**PROVIDED RECORDS**
*** Block opens ***

impl<P: EntropyProvider, S: RoundStore> SettlementOrchestrator<P, S> {
    pub fn new(
        provider: P,
        ledger: Arc<PayoutLedger>,
        store: Arc<S>,
        config: EngineConfig,
    ) -> Self {
        let strategy = if store.supports_transactions() {
            "store transactions"
        } else {
            "per-resource locks"
        };
        tracing::info!(strategy, "settlement concurrency strategy selected");

        let seeds = HybridSeedGenerator::new(provider, config.entropy_timeout());
        let (events, _) = broadcast::channel(256);
        Self {
            seeds,
            ledger,
            store,
            config,
            round_locks: DashMap::new(),
            events,
        }
    }

    pub fn subscribe(&self) -> broadcast::Receiver<EngineEvent> {
        self.events.subscribe()
    }

    pub fn ledger(&self) -> &PayoutLedger {
        &self.ledger
    }

    fn round_lock(&self, id: Uuid) -> Arc<Mutex<()>> {
        self.round_locks
            .entry(id)
            .or_insert_with(|| Arc::new(Mutex::new(())))
            .clone()
    }

    fn emit(&self, event: EngineEvent) {
        // A closed channel just means nobody is listening.
        let _ = self.events.send(event);
    }

    // ---- round lifecycle ---------------------------------------------

    /// Commit a fresh hybrid seed, take the initiator's stake and persist
    /// the round. The commitment hash is public from this moment, before
    /// any outcome exists.
    pub async fn create_round(
        &self,
        user_id: Uuid,
        stake: Amount,
        team: u8,
        capacity: usize,
        params: RoundParams,
    ) -> EngineResult<Round> {
        self.validate_params(&params)?;
        let seed = self.seeds.generate().await;
        let round = Round::new(params, capacity, seed, Participant::human(user_id, stake, team));

        self.ledger
            .apply_stake(user_id, stake, &round.id.to_string())?;
        if let Err(e) = self.store.insert(&round).await {
            // Undo the stake if the round never made it into the store.
            self.ledger
                .apply_payout(user_id, stake, &round.id.to_string());
            return Err(e);
        }

        tracing::info!(
            round = %round.id,
            kind = %round.kind,
            hash = %round.seed.server_seed_hash,
            "round created"
        );
        self.emit(EngineEvent::RoundCreated {
            round_id: round.id,
            kind: round.kind,
            commitment: round.seed.public(),
        });
        Ok(round)
    }

    /// Take the joiner's stake and add them to the round. Locks
    /// automatically when the seat fills the capacity.
    pub async fn join_round(
        &self,
        round_id: Uuid,
        user_id: Uuid,
        stake: Amount,
        team: u8,
    ) -> EngineResult<Round> {
        let lock = self.round_lock(round_id);
        let _guard = lock.lock().await;

        let mut round = self.load(round_id).await?;
        let version = round.version;

        // Validate the join on the copy before touching any balance.
        round.join(Participant::human(user_id, stake, team))?;
        self.ledger
            .apply_stake(user_id, stake, &round_id.to_string())?;

        if let Err(e) = self.put_with_retry(&mut round, version).await {
            self.ledger
                .apply_payout(user_id, stake, &round_id.to_string());
            return Err(e);
        }

        if round.status == RoundStatus::Locked {
            self.emit(EngineEvent::RoundLocked { round_id });
        }
        Ok(round)
    }

    /// Fill every remaining seat with synthetic agents staking `stake`
    /// each, alternating sides. Bots hold no balance; their stakes and any
    /// winnings live only in the audit trail.
    pub async fn fill_synthetic(&self, round_id: Uuid, stake: Amount) -> EngineResult<Round> {
        let lock = self.round_lock(round_id);
        let _guard = lock.lock().await;

        let mut round = self.load(round_id).await?;
        let version = round.version;
        let round_ref = round_id.to_string();

        let mut bots = Vec::new();
        while round.participants.len() < round.capacity {
            let team = (round.participants.len() % 2) as u8;
            let bot = Participant::bot(stake, team);
            bots.push(bot.user_id);
            round.join(bot)?;
        }

        if !bots.is_empty() {
            // Persist first; the audit entries follow only once the seats
            // are durably in the round.
            self.put_with_retry(&mut round, version).await?;
            for bot_id in &bots {
                self.ledger.record_bot_stake(*bot_id, stake, &round_ref);
            }
            tracing::info!(round = %round_id, filled = bots.len(), "synthetic fill applied");
            if round.status == RoundStatus::Locked {
                self.emit(EngineEvent::RoundLocked { round_id });
            }
        }
        Ok(round)
    }

    /// Record readiness for a manually triggered lock.
    pub async fn mark_ready(&self, round_id: Uuid, user_id: Uuid) -> EngineResult<()> {
        let lock = self.round_lock(round_id);
        let _guard = lock.lock().await;

        let mut round = self.load(round_id).await?;
        let version = round.version;
        round.mark_ready(user_id)?;
        self.put_with_retry(&mut round, version).await
    }

    /// Manual lock ("open"), requiring every human participant's explicit
    /// readiness.
    pub async fn lock_round(&self, round_id: Uuid) -> EngineResult<Round> {
        let lock = self.round_lock(round_id);
        let _guard = lock.lock().await;

        let mut round = self.load(round_id).await?;
        let version = round.version;
        let was_locked = round.status == RoundStatus::Locked;
        round.lock()?;
        self.put_with_retry(&mut round, version).await?;

        if !was_locked {
            self.emit(EngineEvent::RoundLocked { round_id });
        }
        Ok(round)
    }

    /// Resolve the outcome from the committed seed and distribute the pot.
    /// Idempotent: a second call fails with `AlreadySettled` before any
    /// balance mutation.
    pub async fn settle_round(
        &self,
        round_id: Uuid,
        tiebreak: Option<u8>,
    ) -> EngineResult<SettlementReport> {
        let lock = self.round_lock(round_id);
        let _guard = lock.lock().await;

        let mut round = self.load(round_id).await?;
        let version = round.version;

        let plan = match round.params.clone() {
            RoundParams::CaseBattle {
                table,
                cases_per_participant,
            } => {
                let outcome = resolve_battle(&mut round, &table, cases_per_participant)?;
                self.ledger.plan_battle(&mut round, outcome, tiebreak)?
            }
            RoundParams::Plinko { rows, risk } => {
                let bin = plinko::resolve_bin(&round.seed.hybrid_seed, 0, rows)?;
                let multiplier = plinko::multiplier(rows, risk, bin)?;
                let stake = round
                    .participants
                    .first()
                    .map(|p| p.stake)
                    .unwrap_or(Amount::ZERO);
                let payout = plinko::payout(stake, rows, risk, bin)?;
                self.ledger
                    .plan_solo(&mut round, RoundOutcome::Plinko { bin, multiplier }, payout)?
            }
            RoundParams::Wheel { .. } => {
                let layout = round.wheel_layout()?;
                let segment = wheel::resolve_segment(&round.seed.hybrid_seed, layout.segments.len())?;
                let multiplier = layout.multiplier(segment)?;
                let stake = round
                    .participants
                    .first()
                    .map(|p| p.stake)
                    .unwrap_or(Amount::ZERO);
                let payout = layout.payout(stake, segment)?;
                self.ledger
                    .plan_solo(&mut round, RoundOutcome::Wheel { segment, multiplier }, payout)?
            }
        };

        // Store the settled round before any balance moves. A failed write
        // leaves the ledger untouched and the stored round still Locked,
        // so a retry re-derives the identical settlement from the
        // committed seed.
        self.put_with_retry(&mut round, version).await?;
        let report = self.ledger.commit_settlement(plan);

        let reveal = round.seed.reveal();
        tracing::info!(
            round = %round_id,
            seed = %reveal.server_seed,
            nonce = reveal.final_nonce,
            "round settled, seed revealed"
        );
        self.emit(EngineEvent::RoundSettled {
            round_id,
            report: report.clone(),
            reveal,
        });
        Ok(report)
    }

    // ---- queries -----------------------------------------------------

    pub async fn get_round(&self, round_id: Uuid) -> EngineResult<Round> {
        self.load(round_id).await
    }

    /// Rounds eligible for discovery listings: everything locked, plus
    /// unlocked rounds still inside the visibility window. Stale unlocked
    /// rounds drop out of the listing but are never cancelled.
    pub async fn list_visible(&self) -> EngineResult<Vec<Round>> {
        let window = chrono::Duration::seconds(self.config.rounds.visibility_window_secs as i64);
        let now = Utc::now();
        let mut open = self.store.list_open().await?;
        open.retain(|r| r.visible_at(now, window));
        Ok(open)
    }

    /// Settled archive, newest first.
    pub async fn list_settled(
        &self,
        cursor: Option<&str>,
        limit: usize,
    ) -> EngineResult<(Vec<Round>, Option<String>)> {
        self.store.list_settled(cursor, limit).await
    }

    /// The reveal for a settled round: everything a third party needs to
    /// recompute the outcome.
    pub async fn reveal(&self, round_id: Uuid) -> EngineResult<RevealedSeed> {
        let round = self.load(round_id).await?;
        if round.status != RoundStatus::Settled {
            return Err(EngineError::InvalidTransition {
                round_id,
                detail: "seed reveals only after settlement".to_string(),
            });
        }
        Ok(round.seed.reveal())
    }

    // ---- rugged pool -------------------------------------------------

    /// Open a pool with a fresh epoch commitment.
    pub async fn create_rugged_pool(&self, pool_id: &str) -> EngineResult<PublicCommitment> {
        let seed = self.seeds.generate().await;
        let commitment = seed.public();
        self.ledger.create_pool(
            pool_id,
            Amount::from_minor(self.config.games.rugged_floor_minor),
            self.config.games.crash_jackpot_permille,
            seed,
        )?;
        self.emit(EngineEvent::PoolEpochOpened {
            pool_id: pool_id.to_string(),
            epoch: 0,
            commitment: commitment.clone(),
        });
        Ok(commitment)
    }

    /// Buy into the pool. A crashing buy settles the epoch inside the
    /// ledger; this layer then commits a fresh seed so the next epoch can
    /// open without a gap.
    pub async fn pool_buy(
        &self,
        pool_id: &str,
        user_id: Uuid,
        amount: Amount,
    ) -> EngineResult<PoolBuyReceipt> {
        let receipt = self.ledger.pool_buy(pool_id, user_id, amount, false).await?;

        if let Some(split) = &receipt.split {
            if let Some(reveal) = &receipt.revealed {
                tracing::warn!(
                    pool = pool_id,
                    jackpot = %split.jackpot,
                    house = %split.house,
                    "pool crashed"
                );
                self.emit(EngineEvent::PoolCrashed {
                    pool_id: pool_id.to_string(),
                    jackpot: split.jackpot,
                    house: split.house,
                    reveal: reveal.clone(),
                });
            }
            let seed = self.seeds.generate().await;
            let commitment = seed.public();
            let epoch = self.ledger.reset_pool_epoch(pool_id, seed).await?;
            self.emit(EngineEvent::PoolEpochOpened {
                pool_id: pool_id.to_string(),
                epoch,
                commitment,
            });
        }
        Ok(receipt)
    }

    /// Liquidate the caller's position at current pool value.
    pub async fn pool_sell(&self, pool_id: &str, user_id: Uuid) -> EngineResult<PoolSellReceipt> {
        self.ledger.pool_sell(pool_id, user_id).await
    }

    // ---- internals ---------------------------------------------------

    async fn load(&self, round_id: Uuid) -> EngineResult<Round> {
        self.store
            .get(round_id)
            .await?
            .ok_or(EngineError::UnknownRound(round_id))
    }

    /// Optimistic write with bounded retry. Under the per-round lock a
    /// conflict only means an external writer raced us; reload and reapply
    /// the version check a few times before giving up.
    async fn put_with_retry(&self, round: &mut Round, first_version: u64) -> EngineResult<()> {
        let mut version = first_version;
        let retries = self.config.rounds.max_conflict_retries;
        for attempt in 1..=retries {
            match self.store.put(round, version).await {
                Ok(()) => return Ok(()),
                Err(EngineError::ConcurrencyConflict { .. }) if attempt < retries => {
                    let current = self.load(round.id).await?;
                    version = current.version;
                    tracing::debug!(round = %round.id, attempt, "version conflict, retrying write");
                }
                Err(e) => return Err(e),
            }
        }
        Err(EngineError::ConcurrencyConflict {
            resource: format!("round:{}", round.id),
            attempts: retries,
        })
    }

    /// Reject malformed game parameters at the boundary, before any stake
    /// is taken. Nothing past this point may fail on the round's shape.
    fn validate_params(&self, params: &RoundParams) -> EngineResult<()> {
        match params {
            RoundParams::CaseBattle {
                cases_per_participant,
                ..
            } if *cases_per_participant == 0 => Err(EngineError::MalformedOutcomeInput(
                "case battle needs at least one case per participant".to_string(),
            )),
            RoundParams::Plinko { rows, .. } if !plinko::SUPPORTED_ROWS.contains(rows) => {
                Err(EngineError::MalformedOutcomeInput(format!(
                    "unsupported plinko row count {}",
                    rows
                )))
            }
            RoundParams::Wheel {
                segments,
                boost_count,
            } => {
                if segments.is_empty() {
                    return Err(EngineError::MalformedOutcomeInput(
                        "wheel requires at least one segment".to_string(),
                    ));
                }
                if !segments.iter().any(|m| *m > 0) {
                    return Err(EngineError::MalformedOutcomeInput(
                        "wheel needs at least one paying segment".to_string(),
                    ));
                }
                if *boost_count > segments.len() {
                    return Err(EngineError::MalformedOutcomeInput(format!(
                        "boost count {} exceeds {} segments",
                        boost_count,
                        segments.len()
                    )));
                }
                Ok(())
            }
            _ => Ok(()),
        }
    }
}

*** Block closes ***

**WHAT YOU ARE ASKED TO DO**
The lines of the records that contain the string "split" should be located and copied.

**RESULT OF THIS TASK**
        if let Some(split) = &receipt.split {
                    jackpot = %split.jackpot,
                    house = %split.house,
                    jackpot: split.jackpot,
                    house: split.house,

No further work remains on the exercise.